Catégorie : Rêver plus loin

Une campagne électorale n’a rien de bucolique. Il y est question de stratégie, de précipitation, de communication, de victoire et d’échec… Le risque est grand, dans ces méandres dont nous ne connaissons rien, de nous perdre nous-mêmes, de perdre notre chemin, notre courage, ou simplement de préférer s’asseoir un moment sur une pierre pour sentir le vent fouetter notre visage.

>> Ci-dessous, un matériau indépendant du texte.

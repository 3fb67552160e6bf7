//! Receive-path counters.
//!
//! Errors on the receive path are absorbed rather than propagated, so these
//! counters are how a caller finds out that frames are being lost.

use std::sync::atomic::{AtomicU32, Ordering};

/// Live counters updated by the engine's receive path.
#[derive(Debug, Default)]
pub struct LinkStats {
    messages: AtomicU32,
    corrupt: AtomicU32,
    unrecognized: AtomicU32,
    confirmations: AtomicU32,
    overflows: AtomicU32,
    events: AtomicU32,
}

/// Point-in-time copy of [`LinkStats`].
#[derive(Debug, Default, Clone, Copy, PartialEq, Eq)]
pub struct StatsSnapshot {
    /// Frames/lines that passed validation.
    pub messages: u32,
    /// Frames/lines discarded for integrity failures (checksum, length bound).
    pub corrupt: u32,
    /// Valid frames/lines the classifier did not recognize.
    pub unrecognized: u32,
    /// Confirmations/responses stored for correlation.
    pub confirmations: u32,
    /// Confirmations dropped because the table was full.
    pub overflows: u32,
    /// Unsolicited events delivered to the sink.
    pub events: u32,
}

impl LinkStats {
    pub(crate) fn record_message(&self) {
        self.messages.fetch_add(1, Ordering::Relaxed);
    }

    pub(crate) fn record_corrupt(&self) {
        self.corrupt.fetch_add(1, Ordering::Relaxed);
    }

    pub(crate) fn record_unrecognized(&self) {
        self.unrecognized.fetch_add(1, Ordering::Relaxed);
    }

    pub(crate) fn record_confirmation(&self) {
        self.confirmations.fetch_add(1, Ordering::Relaxed);
    }

    pub(crate) fn record_overflow(&self) {
        self.overflows.fetch_add(1, Ordering::Relaxed);
    }

    pub(crate) fn record_event(&self) {
        self.events.fetch_add(1, Ordering::Relaxed);
    }

    /// Number of corrupt frames discarded so far.
    pub fn corrupt(&self) -> u32 {
        self.corrupt.load(Ordering::Relaxed)
    }

    /// Copy all counters.
    pub fn snapshot(&self) -> StatsSnapshot {
        StatsSnapshot {
            messages: self.messages.load(Ordering::Relaxed),
            corrupt: self.corrupt.load(Ordering::Relaxed),
            unrecognized: self.unrecognized.load(Ordering::Relaxed),
            confirmations: self.confirmations.load(Ordering::Relaxed),
            overflows: self.overflows.load(Ordering::Relaxed),
            events: self.events.load(Ordering::Relaxed),
        }
    }
}

#[cfg(test)]
mod tests {
    use super::*;

    #[test]
    fn snapshot_reflects_records() {
        let stats = LinkStats::default();
        stats.record_message();
        stats.record_message();
        stats.record_corrupt();
        stats.record_event();
        let snap = stats.snapshot();
        assert_eq!(snap.messages, 2);
        assert_eq!(snap.corrupt, 1);
        assert_eq!(snap.events, 1);
        assert_eq!(snap.overflows, 0);
        assert_eq!(stats.corrupt(), 1);
    }
}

Mais pour garder le cap dans cette course dont nous n’avons choisi ni les règles ni la temporalité, nous sommes bien aidés. Aidés par l’évidence que ce que nous entreprenons est nécessaire ; aidés par l’audace et l’amitié ; aidés aussi par celles et ceux qui ont trouvé les mots pour dire la beauté du monde, la tragédie de sa destruction, l’absurdité de vies perdues à se gagner.

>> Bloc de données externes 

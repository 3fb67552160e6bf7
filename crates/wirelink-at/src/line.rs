//! Byte-at-a-time line assembler.

use wirelink_core::error::{Error, Result};

/// Upper bound on the buffer reserved up front; longer lines grow it.
const MAX_PREALLOC: usize = 4096;

/// Splits the receive stream into lines on a one- or two-byte terminator.
///
/// Lines are returned without their terminator; empty lines are skipped.
/// A line whose content grows past `max_line` bytes is discarded up to the
/// next terminator and reported once as [`Error::LineTooLong`].
#[derive(Debug)]
pub struct LineAssembler {
    eol: Vec<u8>,
    max_line: usize,
    /// Longest buffer that can still end in a terminator: content plus
    /// all but the last terminator byte.
    limit: usize,
    buf: Vec<u8>,
    overflowed: bool,
}

impl LineAssembler {
    /// `eol` must be one or two bytes long.
    pub fn new(eol: &[u8], max_line: usize) -> Result<Self> {
        if eol.is_empty() || eol.len() > 2 {
            return Err(Error::InvalidParameter(format!(
                "line terminator must be 1 or 2 bytes, got {}",
                eol.len()
            )));
        }
        let limit = max_line.checked_add(eol.len() - 1).ok_or_else(|| {
            Error::InvalidParameter(format!("max line length {max_line} is too large"))
        })?;
        Ok(LineAssembler {
            eol: eol.to_vec(),
            max_line,
            limit,
            buf: Vec::with_capacity(limit.saturating_add(1).min(MAX_PREALLOC)),
            overflowed: false,
        })
    }

    pub fn max_line(&self) -> usize {
        self.max_line
    }

    /// Feed one byte.
    pub fn push(&mut self, byte: u8) -> Option<Result<String>> {
        self.buf.push(byte);

        if self.buf.ends_with(&self.eol) {
            let len = self.buf.len() - self.eol.len();
            let result = if std::mem::take(&mut self.overflowed) {
                Some(Err(Error::LineTooLong {
                    capacity: self.max_line,
                }))
            } else if len == 0 {
                None
            } else {
                Some(Ok(String::from_utf8_lossy(&self.buf[..len]).into_owned()))
            };
            self.buf.clear();
            return result;
        }

        // Content plus a partial terminator no longer fits.
        if self.buf.len() > self.limit {
            self.overflowed = true;
            let keep = self.eol.len() - 1;
            let start = self.buf.len() - keep;
            self.buf.drain(..start);
        }
        None
    }

    /// Drop any partial line.
    pub fn reset(&mut self) {
        self.buf.clear();
        self.overflowed = false;
    }
}

#[cfg(test)]
mod tests {
    use super::*;

    fn lines(asm: &mut LineAssembler, bytes: &[u8]) -> Vec<Result<String>> {
        bytes.iter().filter_map(|&b| asm.push(b)).collect()
    }

    #[test]
    fn crlf_lines() {
        let mut asm = LineAssembler::new(b"\r\n", 64).unwrap();
        let out = lines(&mut asm, b"\r\nOK\r\n+CSQ: 20,99\r\n");
        let out: Vec<String> = out.into_iter().map(|r| r.unwrap()).collect();
        assert_eq!(out, vec!["OK", "+CSQ: 20,99"]);
    }

    #[test]
    fn single_byte_terminator() {
        let mut asm = LineAssembler::new(b"\n", 64).unwrap();
        let out = lines(&mut asm, b"OK\n\nERROR\n");
        assert_eq!(out.len(), 2);
        assert_eq!(out[1].as_ref().unwrap(), "ERROR");
    }

    #[test]
    fn lone_cr_stays_in_line() {
        let mut asm = LineAssembler::new(b"\r\n", 64).unwrap();
        let out = lines(&mut asm, b"A\rB\r\n");
        assert_eq!(out[0].as_ref().unwrap(), "A\rB");
    }

    #[test]
    fn line_at_capacity_is_kept() {
        let mut asm = LineAssembler::new(b"\r\n", 4).unwrap();
        let out = lines(&mut asm, b"ABCD\r\n");
        assert_eq!(out[0].as_ref().unwrap(), "ABCD");
    }

    #[test]
    fn overlong_line_is_reported_once_then_resyncs() {
        let mut asm = LineAssembler::new(b"\r\n", 4).unwrap();
        let out = lines(&mut asm, b"ABCDEFGHIJ\r\nOK\r\n");
        assert_eq!(out.len(), 2);
        assert!(matches!(out[0], Err(Error::LineTooLong { capacity: 4 })));
        assert_eq!(out[1].as_ref().unwrap(), "OK");
    }

    #[test]
    fn reset_drops_partial_line() {
        let mut asm = LineAssembler::new(b"\r\n", 64).unwrap();
        lines(&mut asm, b"+CRE");
        asm.reset();
        let out = lines(&mut asm, b"OK\r\n");
        assert_eq!(out[0].as_ref().unwrap(), "OK");
    }

    #[test]
    fn unbounded_max_line_is_rejected_for_two_byte_terminator() {
        assert!(matches!(
            LineAssembler::new(b"\r\n", usize::MAX),
            Err(Error::InvalidParameter(_))
        ));
        let mut asm = LineAssembler::new(b"\n", usize::MAX).unwrap();
        let out = lines(&mut asm, b"OK\n");
        assert_eq!(out[0].as_ref().unwrap(), "OK");
    }

    #[test]
    fn rejects_bad_terminators() {
        assert!(LineAssembler::new(b"", 64).is_err());
        assert!(LineAssembler::new(b"\r\n\r", 64).is_err());
    }
}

La poésie fait mauvais ménage avec les tracts et les meetings, mais s’il est question de changer l’avenir, alors elle doit avoir toute sa place. Voilà pourquoi nous partageons ici quelques-uns des poèmes, récits et images qui nous accompagnent dans cette aventure.

Antonio Machado

J’ai suivi beaucoup de chemins,
j’ai ouvert de nombreux sentiers,
j’ai navigué sur cent océans,
et accosté à cent rivages.
Partout j’ai vu
des caravanes de tristesse,
de superbes et mélancoliques ivrognes
à l’ombre noire,
et de grands pédants à la cantonade
qui regardent, se taisent et pensent qu’ils savent
parce qu’ ils ne boivent pas
le vin des tavernes.
Méchante gens qui cheminent
en empestant la terre…
Partout j’ai vu aussi
des gens qui dansent ou qui jouent,
quand ils le peuvent,
et qui labourent
leur petit lopin de terre.
Jamais, s’ils arrivent quelque part,
ils ne demandent où ils arrivent.
Là où il y a du vin, ils boivent du vin,
là où il n’y a pas de vin, ils boivent de l’eau fraîche.
Ce sont de braves gens qui vivent,
travaillent, passent et rêvent,
et qui un jour
comme tant d’autres
reposent sous la terre.

Antonio Machado par Leandro Oroz (1925)

Antonio Machado est un poète espagnol, né en 1875 à Séville et mort en 1939 à Collioure. Il contribua au mouvement littéraire Generación del 98.

Jacques Prévert

La complainte de Vincent (Paroles, Gallimard 1945)

À Arles où roule le Rhône
Dans l’atroce lumière de midi
Un homme de phosphore et de sang
Pousse une obsédante plainte
Comme une femme qui fait son enfant
Et le linge devient rouge
Et l’homme s’enfuit en hurlant
Poursuivi par le soleil
Un soleil d’un jaune strident
Au bordel tout près du Rhône
L’homme arrive comme un roi mage
Avec son absurde présent
Il a le regard bleu et doux
Le vrai regard lucide et fou
De ceux qui donnent tout à la vie
De ceux qui ne sont pas jaloux
Et montre à la pauvre enfant
Son oreille couchée dans le linge
Et elle pleure sans rien comprendre
Songeant à de tristes présages
Et regarde sans oser le prendre
L’affreux et tendre coquillage
Où les plaintes de l’amour mort
Et les voix inhumaines de l’art
Se mêlent aux murmures de la mer
Et vont mourir sur le carrelage
Dans la chambre où l’édredon rouge
D’un rouge soudain éclatant
Mélange ce rouge si rouge
Au sang bien plus rouge encore
De Vincent à demi mort
Et sage comme l’image même
De la misère et de l’amour
L’enfant nue toute seule sans âge
Regarde le pauvre Vincent
Foudroyé par son propre orage
Qui s’écroule sur le carreau
Couché dans son plus beau tableau
Et l’orage s’en va, calmé, indifférent
En roulant devant lui ses grands tonneaux de sang
L’éblouissant orage du génie de Vincent
Et Vincent reste là dormant rêvant râlant
Et le soleil au-dessus du bordel
Comme une orange folle dans un désert sans nom
Le soleil sur Arles
En hurlant tourne en rond.

Le bordel (détail), Van Gogh, 1888

Joseph d’Arbaud

La bèstio dou Vacarés/La bête du Vaccarès (Grasset, 1926)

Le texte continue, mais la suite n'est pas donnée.